В душе Твердова еще не изгладилось то неприятное впечатление, которое произвел на него Юрьевский на свадьбе несчастного Гардина. Это впечатление еще более усилилось дикою выходкой Ивана Афанасьевича во время панихиды. Твердов был уверен, что Юрьевский шел прямо на него и свернул к выходу, только опомнившись и сообразив, что в присутствии людей вряд ли уместны подобные выходки.
– Скажи, Василий, что меня нет дома, – произнес он.
– Примите, Николай Васильевич, – проговорил Савчук.
Твердов взглянул на камердинера, тот смотрел на него, словно желал внушить ему, что не принять Юрьевского нельзя.
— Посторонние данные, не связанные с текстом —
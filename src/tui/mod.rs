//! Interactive terminal front end using Ratatui.

pub mod app;
pub mod events;
pub mod handler;
pub mod ui;

pub use handler::{run_tui, TuiOptions};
– Разве это необходимо? – спросил Твердов, забыв, что перед ним стоит слуга.
– Очень, – тихо ответил Савчук.
– Тогда проси. А я оденусь и выйду.
Теперь Твердовым овладело любопытство. Что мог значить столь ранний визит этого страшного и, как казалось, ненормального человека? Вместе с тем он догадывался, что и Юрьевский неспроста явился, и Савчук неспроста не только просил, а в силу известных отношений требовал, чтобы ранний гость был принят.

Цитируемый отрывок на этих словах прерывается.